Menschenrechte als Kriegsgrund und –vorwand
In den letzten fünfzehn Jahren wurde der Schutz von Menschenrechten verschiedentlich von der NATO und einzelnen NATO-Staaten als Begründung für sog. „humanitäre Interventionen“ genannt. Dieser Begriff, der zuerst im Kontext des Bosnien-Krieges 1992-95 in die Debatte kam, musste dann für die Intervention der NATO im Kosovo (den Kosovo-Jugoslawienkrieg 1999) herhalten. Auch wenn er seit 2001 teilweise durch die Legitimationsformel des „Kriegs gegen den Terror“ abgelöst wurde, findet er sich in den Medien und Argumentationen von Seiten der Politik gelegentlich auch auf die Angriffskriege gegen Afghanistan 2001 und Irak 2003 angewendet. Auf UN-Ebene wurde die humanitäre Intervention untermauert durch das Konzept der „Responsibility to Protect“, die an anderer Stelle in diesem Heft ausführlich diskutiert wird. 2011 hat der UN-Sicherheitsrat zu Libyen erstmals eine militärische Intervention mit Verweis auf die „Responsibility to Protect“ beschlossen. (7)

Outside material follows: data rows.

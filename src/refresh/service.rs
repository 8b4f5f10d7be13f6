//! Scheduled dashboard refresh.
//!
//! The service fetches a full payload immediately on start and then on
//! every tick. Successful payloads are stored and broadcast to subscribers.
//! A failed fetch is logged and counted; the loop keeps going.
//!
//! ## Usage
//!
//! ```rust,ignore
//! use projboard::client::ApiClient;
//! use projboard::refresh::{RefreshConfig, RefreshService};
//!
//! let client = ApiClient::with_defaults("http://127.0.0.1:5000")?;
//! let service = RefreshService::new(client, RefreshConfig::default());
//! let mut rx = service.subscribe();
//! let handle = service.start();
//!
//! while let Ok(data) = rx.recv().await {
//!     println!("{} alerts", data.alerts.len());
//! }
//! ```

use std::future::Future;
use std::sync::Arc;
use std::time::Instant;

use chrono::{DateTime, Utc};
use serde::{Deserialize, Serialize};
use tokio::sync::{broadcast, watch, RwLock};
use tokio::time::{interval, Duration, MissedTickBehavior};

use crate::client::http::ApiClient;
use crate::dashboard::data::DashboardData;
use crate::error::Result;

// ═══════════════════════════════════════════════════════════════════════════════
// FEED
// ═══════════════════════════════════════════════════════════════════════════════

/// Something that can produce a full dashboard payload
pub trait DashboardFeed: Send + Sync + 'static {
    /// Fetch the current payload
    fn fetch(&self) -> impl Future<Output = Result<DashboardData>> + Send;
}

impl DashboardFeed for ApiClient {
    fn fetch(&self) -> impl Future<Output = Result<DashboardData>> + Send {
        self.fetch_dashboard()
    }
}

// ═══════════════════════════════════════════════════════════════════════════════
// CONFIGURATION
// ═══════════════════════════════════════════════════════════════════════════════

/// Default refresh interval (5 minutes)
pub const DEFAULT_REFRESH_INTERVAL_MS: u64 = 5 * 60 * 1000;

/// Configuration for the refresh service
#[derive(Debug, Clone, Serialize, Deserialize)]
pub struct RefreshConfig {
    /// Time between refreshes in milliseconds
    pub interval_ms: u64,
    /// Capacity of the subscriber channel
    pub channel_capacity: usize,
}

impl Default for RefreshConfig {
    fn default() -> Self {
        Self {
            interval_ms: DEFAULT_REFRESH_INTERVAL_MS,
            channel_capacity: 16,
        }
    }
}

impl RefreshConfig {
    /// Refresh every `secs` seconds
    pub fn every_secs(secs: u64) -> Self {
        Self {
            interval_ms: secs.saturating_mul(1000),
            ..Default::default()
        }
    }

    /// Interval as a duration (never zero)
    pub fn interval(&self) -> Duration {
        Duration::from_millis(self.interval_ms.max(1))
    }
}

// ═══════════════════════════════════════════════════════════════════════════════
// STATE
// ═══════════════════════════════════════════════════════════════════════════════

/// Current refresh state
#[derive(Debug, Clone, Default)]
pub struct RefreshState {
    /// Last successfully fetched payload
    pub last: Option<DashboardData>,
    /// When `last` was fetched
    pub last_refresh_at: Option<DateTime<Utc>>,
    /// Total successful refreshes
    pub total_refreshes: u64,
    /// Total failed refreshes
    pub failed_refreshes: u64,
    /// Message of the most recent failure, cleared on success
    pub last_error: Option<String>,
    /// Is the background loop running
    pub is_running: bool,
    /// Generation of the loop that owns `is_running`
    generation: u64,
}

impl RefreshState {
    /// Success rate as a percentage
    pub fn success_rate(&self) -> f64 {
        let total = self.total_refreshes + self.failed_refreshes;
        if total == 0 {
            0.0
        } else {
            self.total_refreshes as f64 / total as f64 * 100.0
        }
    }
}

// ═══════════════════════════════════════════════════════════════════════════════
// REFRESH SERVICE
// ═══════════════════════════════════════════════════════════════════════════════

/// Background dashboard refresher
pub struct RefreshService<F: DashboardFeed> {
    /// Configuration
    config: RefreshConfig,
    /// Payload source
    feed: Arc<F>,
    /// Current state
    state: Arc<RwLock<RefreshState>>,
    /// Payload broadcaster
    tx: broadcast::Sender<DashboardData>,
    /// Loop generation; bumping it ends the running loop
    generation: watch::Sender<u64>,
}

impl<F: DashboardFeed> RefreshService<F> {
    /// Create a new refresh service
    pub fn new(feed: F, config: RefreshConfig) -> Self {
        let (tx, _) = broadcast::channel(config.channel_capacity.max(1));
        let (generation, _) = watch::channel(0);

        Self {
            config,
            feed: Arc::new(feed),
            state: Arc::new(RwLock::new(RefreshState::default())),
            tx,
            generation,
        }
    }

    /// Configuration
    pub fn config(&self) -> &RefreshConfig {
        &self.config
    }

    /// Receive every successful payload
    pub fn subscribe(&self) -> broadcast::Receiver<DashboardData> {
        self.tx.subscribe()
    }

    /// Snapshot of the current state
    pub async fn state(&self) -> RefreshState {
        self.state.read().await.clone()
    }

    /// Run one cycle inline
    pub async fn refresh_now(&self) -> Result<DashboardData> {
        run_cycle(self.feed.as_ref(), &self.state, &self.tx).await
    }

    /// Start the loop in the background (returns immediately).
    ///
    /// Starting again, or after [`stop`](Self::stop), replaces any loop
    /// still running; at most one loop runs per service.
    pub fn start(&self) -> tokio::task::JoinHandle<()> {
        let period = self.config.interval();
        let feed = Arc::clone(&self.feed);
        let state = Arc::clone(&self.state);
        let tx = self.tx.clone();

        let mut own = 0;
        self.generation.send_modify(|g| {
            *g += 1;
            own = *g;
        });
        let mut generation = self.generation.subscribe();

        tokio::spawn(async move {
            let mut ticker = interval(period);
            ticker.set_missed_tick_behavior(MissedTickBehavior::Delay);

            {
                // A newer loop may already own the state
                let mut s = state.write().await;
                if own > s.generation {
                    s.generation = own;
                    s.is_running = true;
                }
            }
            tracing::info!(interval_ms = period.as_millis() as u64, "dashboard refresh started");

            loop {
                tokio::select! {
                    _ = ticker.tick() => {}
                    changed = generation.changed() => {
                        if changed.is_err() {
                            break;
                        }
                    }
                }

                if *generation.borrow() != own {
                    break;
                }

                // Failures are already logged and counted
                let _ = run_cycle(feed.as_ref(), &state, &tx).await;
            }

            {
                let mut s = state.write().await;
                if s.generation == own {
                    s.is_running = false;
                }
            }
            tracing::info!("dashboard refresh stopped");
        })
    }

    /// Stop the background loop
    pub fn stop(&self) {
        self.generation.send_modify(|g| *g += 1);
    }
}

/// One fetch → store → broadcast cycle
async fn run_cycle<F: DashboardFeed>(
    feed: &F,
    state: &RwLock<RefreshState>,
    tx: &broadcast::Sender<DashboardData>,
) -> Result<DashboardData> {
    let start = Instant::now();
    let result = feed.fetch().await;
    let duration_ms = start.elapsed().as_millis() as u64;

    let mut s = state.write().await;
    match result {
        Ok(data) => {
            s.total_refreshes += 1;
            s.last = Some(data.clone());
            s.last_refresh_at = Some(Utc::now());
            s.last_error = None;
            drop(s);

            // No subscribers is fine
            let _ = tx.send(data.clone());

            tracing::info!(
                alerts = data.alerts.len(),
                duration_ms,
                "dashboard data refreshed"
            );
            Ok(data)
        }
        Err(e) => {
            s.failed_refreshes += 1;
            s.last_error = Some(e.to_string());
            tracing::error!(error = %e, duration_ms, "error loading dashboard data");
            Err(e)
        }
    }
}

// ═══════════════════════════════════════════════════════════════════════════════
// TESTS
// ═══════════════════════════════════════════════════════════════════════════════

#[cfg(test)]
mod tests {
    use super::*;
    use crate::dashboard::data::MetricBlock;
    use crate::error::Error;
    use std::collections::VecDeque;
    use std::sync::atomic::{AtomicUsize, Ordering};
    use std::sync::Mutex;

    /// Plays back scripted results, then keeps failing
    struct ScriptedFeed {
        script: Mutex<VecDeque<Result<DashboardData>>>,
        calls: AtomicUsize,
    }

    impl ScriptedFeed {
        fn new(script: Vec<Result<DashboardData>>) -> Self {
            Self {
                script: Mutex::new(script.into()),
                calls: AtomicUsize::new(0),
            }
        }
    }

    impl DashboardFeed for ScriptedFeed {
        fn fetch(&self) -> impl Future<Output = Result<DashboardData>> + Send {
            self.calls.fetch_add(1, Ordering::SeqCst);
            let next = self
                .script
                .lock()
                .unwrap()
                .pop_front()
                .unwrap_or_else(|| Err(Error::Http("script exhausted".into())));
            async move { next }
        }
    }

    fn payload(issues: u64) -> DashboardData {
        let mut data = DashboardData::placeholder(Utc::now());
        data.pos = MetricBlock::new("healthy", issues, Utc::now());
        data
    }

    fn fast() -> RefreshConfig {
        RefreshConfig {
            interval_ms: 20,
            ..Default::default()
        }
    }

    #[test]
    fn test_default_interval_is_five_minutes() {
        assert_eq!(RefreshConfig::default().interval(), Duration::from_secs(300));
        assert_eq!(RefreshConfig::every_secs(30).interval_ms, 30_000);
        assert_eq!(RefreshConfig { interval_ms: 0, ..Default::default() }.interval(), Duration::from_millis(1));
    }

    #[tokio::test]
    async fn test_refresh_now_stores_and_broadcasts() {
        let service = RefreshService::new(ScriptedFeed::new(vec![Ok(payload(3))]), fast());
        let mut rx = service.subscribe();

        let data = service.refresh_now().await.unwrap();
        assert_eq!(data.pos.open_issues, 3);
        assert_eq!(rx.recv().await.unwrap().pos.open_issues, 3);

        let state = service.state().await;
        assert_eq!(state.total_refreshes, 1);
        assert!(state.last_refresh_at.is_some());
        assert_eq!(state.success_rate(), 100.0);
    }

    #[tokio::test]
    async fn test_failure_keeps_last_payload() {
        let service = RefreshService::new(
            ScriptedFeed::new(vec![Ok(payload(1)), Err(Error::Http("down".into()))]),
            fast(),
        );

        service.refresh_now().await.unwrap();
        assert!(service.refresh_now().await.is_err());

        let state = service.state().await;
        assert_eq!(state.total_refreshes, 1);
        assert_eq!(state.failed_refreshes, 1);
        assert_eq!(state.last.unwrap().pos.open_issues, 1);
        assert!(state.last_error.unwrap().contains("down"));
    }

    #[tokio::test]
    async fn test_loop_survives_failures_and_stops() {
        let service = RefreshService::new(
            ScriptedFeed::new(vec![
                Err(Error::Http("first".into())),
                Ok(payload(5)),
                Err(Error::Status { status: 503, message: "busy".into() }),
                Ok(payload(6)),
            ]),
            fast(),
        );
        let mut rx = service.subscribe();
        let handle = service.start();

        let first = tokio::time::timeout(Duration::from_secs(5), rx.recv()).await.unwrap().unwrap();
        let second = tokio::time::timeout(Duration::from_secs(5), rx.recv()).await.unwrap().unwrap();
        assert_eq!(first.pos.open_issues, 5);
        assert_eq!(second.pos.open_issues, 6);

        service.stop();
        tokio::time::timeout(Duration::from_secs(5), handle).await.unwrap().unwrap();

        let state = service.state().await;
        assert!(!state.is_running);
        assert_eq!(state.total_refreshes, 2);
        assert!(state.failed_refreshes >= 2);
        assert!(service.feed.calls.load(Ordering::SeqCst) >= 4);
    }

    #[tokio::test]
    async fn test_restart_after_stop() {
        let script = (1..=20).map(|n| Ok(payload(n))).collect();
        let service = RefreshService::new(ScriptedFeed::new(script), fast());
        let mut rx = service.subscribe();

        let handle = service.start();
        tokio::time::timeout(Duration::from_secs(5), rx.recv()).await.unwrap().unwrap();
        service.stop();
        tokio::time::timeout(Duration::from_secs(5), handle).await.unwrap().unwrap();
        assert!(!service.state().await.is_running);

        let before = service.state().await.total_refreshes;
        let handle = service.start();
        tokio::time::timeout(Duration::from_secs(5), async {
            while rx.recv().await.is_ok() {
                if service.state().await.total_refreshes > before {
                    break;
                }
            }
        })
        .await
        .unwrap();
        assert!(service.state().await.is_running);

        service.stop();
        tokio::time::timeout(Duration::from_secs(5), handle).await.unwrap().unwrap();
        assert!(!service.state().await.is_running);
    }

    #[tokio::test]
    async fn test_second_start_replaces_running_loop() {
        let script = (1..=50).map(|n| Ok(payload(n))).collect();
        let service = RefreshService::new(ScriptedFeed::new(script), fast());
        let mut rx = service.subscribe();

        let first = service.start();
        let second = service.start();

        // The first loop ends on its own once replaced
        tokio::time::timeout(Duration::from_secs(5), first).await.unwrap().unwrap();

        tokio::time::timeout(Duration::from_secs(5), rx.recv()).await.unwrap().unwrap();
        assert!(service.state().await.is_running);

        service.stop();
        tokio::time::timeout(Duration::from_secs(5), second).await.unwrap().unwrap();
        assert!(!service.state().await.is_running);
    }
}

Krieg als Verbrechen, Recht auf Frieden als Menschenrecht
Selbst wenn man die Frage außer Acht lässt, ob in den entsprechenden Fällen es eigentlich „wirklich“ um den Schutz vor schweren Menschenrechtsverletzungen geht oder nicht um eigennützige Interessen der Intervenierenden: Krieg selbst steht grundlegenden Menschenrechten, angefangen mit dem Recht auf Leben, konträr entgegen. Er ist, wie es die War Resisters‘ International schon 1921 in ihrer Grundsatzerklärung ausdrückten, selbst ein „Verbrechen gegen die Menschheit“, und dazu kommt noch, dass in seinem Schatten die Menschenrechtsdelikte (Vergewaltigungen, Morde usw.) an Zahl wie Schwere gewöhnlich zunehmen.

Es geht hier nicht darum, massive Verletzungen des Menschen- und Völkerrechts wie Genozid, Kriegsverbrechen, ethnische Säuberung und Verbrechen gegen die Menschlichkeit einfach hinzunehmen. Aber solange Krieg als ein legitimes Mittel betrachtet wird, wird auch diesen Verbrechen nicht dauerhaft Einhalt geboten werden können. Nur der Ausbau von zivilen Alternativen (z.B. zivilem Peacekeeping), Konfliktfrühwarnsystemen und die konsequente Anwendung von Verfahren ziviler Konfliktbearbeitung in allen Phasen eines Konfliktes bieten hier eine Perspektive.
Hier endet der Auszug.